Penyalahgunaan UU ITE untuk Membungkam Kritik Publik: Ketika Hukum Dipakai Buat Bungkam Suara Warga
UU Informasi dan Transaksi Elektronik (UU ITE) awalnya dibuat untuk mengatur kegiatan digital—transaksi elektronik, keamanan data, sampai perlindungan konsumen. Tapi dalam perjalanannya, pasal-pasal tertentu dalam UU ini kerap dipakai buat membungkam kritik, terutama pasal pencemaran nama baik dan/atau ujaran kebencian.
Banyak kasus yang sebenernya cuma kritik, curhatan, atau aduan warga malah berubah jadi laporan polisi. Iya, gara-gara UU ITE ini, “salah ngomong dikit” bisa dibawa ke ranah pidana.
Kenapa UU ITE Menjadi Alat Mengunci Kebebasan Berekspresi?
a. Pasal Karet yang Fleksibel… Tapi Bikin Ngeri
Yang sering jadi masalah adalah:
Pasal 27 ayat (3) UU 19/2016
👉 Pencemaran nama baik: “setiap orang dengan sengaja mendistribusikan/membuat dapat diaksesnya informasi yang menyerang kehormatan seseorang.”
Masalahnya:
– Nggak ada definisi jelas soal “kehormatan” dan “nama baik”.
– “Seseorang” termasuk subjek privat, bukan lembaga negara — akibatnya kritik terhadap pejabat sering dianggap menyerang pribadi.
b. Pejabat Bawa Perkara Pribadi ke Ranah Pidana
Banyak pejabat (atau orang berpengaruh) memakai UU ITE buat “balas dendam” terhadap kritik. Keluhan tentang pelayanan publik, kasus pungli, komentar soal kebijakan, bahkan review buruk di media sosial pernah dipidana.
Ini yang bikin publik takut bersuara, “Salah komen dikit, bisa dilapor.”
c. Ketimpangan Kekuasaan
Pelapor biasanya pihak yang punya power & resources. Terlapor biasanya warga biasa, jurnalis, aktivis, atau konsumen. Secara struktur, UU ITE cenderung menguntungkan yang kuat.
Contoh Kasus Nyata yang Bikin Publik Gerah
1. Kasus Baiq Nuril
Seorang guru yang menyimpan rekaman pelecehan dari atasannya malah dijerat UU ITE. Padahal ia korban. Baru bebas setelah Amnesti Presiden 2019.
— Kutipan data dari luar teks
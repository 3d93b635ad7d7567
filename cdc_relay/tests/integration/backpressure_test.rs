// /////////////////////////////////////////////////////////////////////////////
// CDC Relay
// Copyright (c) 2025 Michael Gardner, A Bit of Help, Inc.
// SPDX-License-Identifier: BSD-3-Clause
// See LICENSE file in the project root.
// /////////////////////////////////////////////////////////////////////////////

//! Backpressure bounds memory: with a small in-flight window and a slow
//! sink, the dispatcher never holds more batches than the window allows,
//! and delivery still completes.

use std::sync::Arc;
use std::time::Duration;

use crate::common::{insert_event, wait_for, write_segment, Harness};
use cdc_relay::infrastructure::sinks::MemorySink;
use cdc_relay_domain::{Destination, EventSink};

/// `max_in_flight_batches = 2` against a sink delayed per batch: the
/// backlog gauge (sealed-or-committing batches) never exceeds the window,
/// and every event is eventually delivered exactly once.
#[tokio::test]
async fn test_backpressure_caps_in_flight_batches() {
    const EVENTS: u32 = 300;
    const MAX_IN_FLIGHT: i64 = 2;

    let mut harness = Harness::new();
    harness.settings.pipeline.max_in_flight_batches = MAX_IN_FLIGHT as usize;
    harness.settings.pipeline.batch_size = 10;

    let events: Vec<_> = (0..EVENTS)
        .map(|i| insert_event("users", i, 1_000_000 + i64::from(i)))
        .collect();
    write_segment(&harness.commitlog_dir(), "CommitLog-7-100.log", &events);

    let sink = Arc::new(MemorySink::new(Destination::Relational));
    sink.set_write_delay(Duration::from_millis(15));

    let running = harness
        .spawn(vec![sink.clone() as Arc<dyn EventSink>])
        .await;

    // Sample the in-flight gauge while the slow sink grinds through the
    // backlog. The dispatch edge is the bounded channel, so the gauge can
    // never exceed the window plus the single batch a worker holds.
    let mut max_observed = 0;
    let deadline = tokio::time::Instant::now() + Duration::from_secs(60);
    loop {
        let backlog = harness.metrics.backlog(Destination::Relational);
        max_observed = max_observed.max(backlog);
        assert!(
            backlog <= MAX_IN_FLIGHT + 1,
            "backlog {backlog} exceeded the in-flight window"
        );

        if sink.committed_count("users", "ecommerce") >= u64::from(EVENTS) {
            break;
        }
        assert!(
            tokio::time::Instant::now() < deadline,
            "delivery did not complete under backpressure"
        );
        tokio::time::sleep(Duration::from_millis(5)).await;
    }
    running.stop().await.unwrap();

    assert_eq!(sink.row_count("users"), EVENTS as usize);
    assert_eq!(
        sink.committed_count("users", "ecommerce"),
        u64::from(EVENTS)
    );
    // The cap was actually exercised, not just never reached.
    assert!(max_observed >= 1, "backpressure window never filled");
}

/// A slow destination does not stall a fast one beyond the shared
/// parallelism budget: both deliver completely.
#[tokio::test]
async fn test_slow_destination_does_not_block_fast_one() {
    let harness = Harness::new();
    let events: Vec<_> = (0..50)
        .map(|i| insert_event("users", i, 1_000_000 + i64::from(i)))
        .collect();
    write_segment(&harness.commitlog_dir(), "CommitLog-7-100.log", &events);

    let fast = Arc::new(MemorySink::new(Destination::Relational));
    let slow = Arc::new(MemorySink::new(Destination::Columnar));
    slow.set_write_delay(Duration::from_millis(20));

    let running = harness
        .spawn(vec![
            fast.clone() as Arc<dyn EventSink>,
            slow.clone() as Arc<dyn EventSink>,
        ])
        .await;

    {
        let fast = fast.clone();
        let slow = slow.clone();
        wait_for("both destinations complete", Duration::from_secs(30), move || {
            fast.committed_count("users", "ecommerce") >= 50
                && slow.committed_count("users", "ecommerce") >= 50
        })
        .await;
    }
    running.stop().await.unwrap();

    assert_eq!(fast.row_count("users"), 50);
    assert_eq!(slow.row_count("users"), 50);
}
2. Kritik Warga Soal Jalan Rusak
Beberapa warga di berbagai daerah pernah dilaporkan pejabat karena mengunggah keluhan tentang jalan rusak. Padahal itu kritik pelayanan publik.
3. Kasus Konsumen Mengeluh Pelayanan
Banyak laporan ITE bermula dari review negatif di medsos. Hal yang seharusnya jadi hak konsumen.
Upaya Pemerintah untuk Mengatasi Pasal Karet
Pemerintah sudah bikin beberapa upaya:
a. SKB 3 Menteri (2021) soal Pedoman Interpretasi Pasal ITE
Diatur bahwa:
– Kritik terhadap pemerintah tidak dapat dipidana.
– Ungkapan kebencian harus ditujukan ke kelompok spesifik, bukan kritik kebijakan.
– Harus ada delik aduan absolut untuk pencemaran nama baik.
Tapi… SKB ini bukan revisi UU. Polisi nggak selalu patuh, pejabat nggak selalu peduli.
b. Rencana Revisi UU ITE Tahap Kedua (2023–2024)
Pemerintah sempat mendorong revisi pasal karet. Tapi realisasinya lambat dan belum menyentuh akar masalah, delik pencemaran nama baik harusnya bukan ranah pidana.
Analisis Hukum: Kritik Bukan Tindak Pidana
Pasal 28F UUD 1945
- Warga berhak menyampaikan pendapat & memperoleh informasi.
- UU No. 39/1999 tentang Hak Asasi Manusia
- Pasal 23 & 25 menjamin kebebasan berpendapat.
- ICCPR (Kovenan Internasional Hak Sipil dan Politik)
- Indonesia sudah meratifikasi melalui UU No. 12 Tahun 2005.
➡ Kebebasan berekspresi hanya boleh dibatasi untuk alasan yang sangat ketat.
Jadi, kalau kritik publik justru dipidanakan? Itu bertentangan sama konstitusi & perjanjian internasional yang Indonesia sepakati.
Rekomendasi: Supaya UU ITE Nggak Terus Jadi Momok
✔ Revisi menyeluruh pasal-pasal karet
Bukan sekadar pedoman interpretasi.
✔ Masukkan pasal yang secara eksplisit:
“Kritik terhadap kebijakan publik tidak dapat dipidana.”
✔ Perkuat edukasi aparat soal delik aduan & proporsionalitas.
✔ Pindahkan pencemaran nama baik ke ranah perdata aja.
✔ Dorong budaya anti-baper di pejabat publik. (Serius.)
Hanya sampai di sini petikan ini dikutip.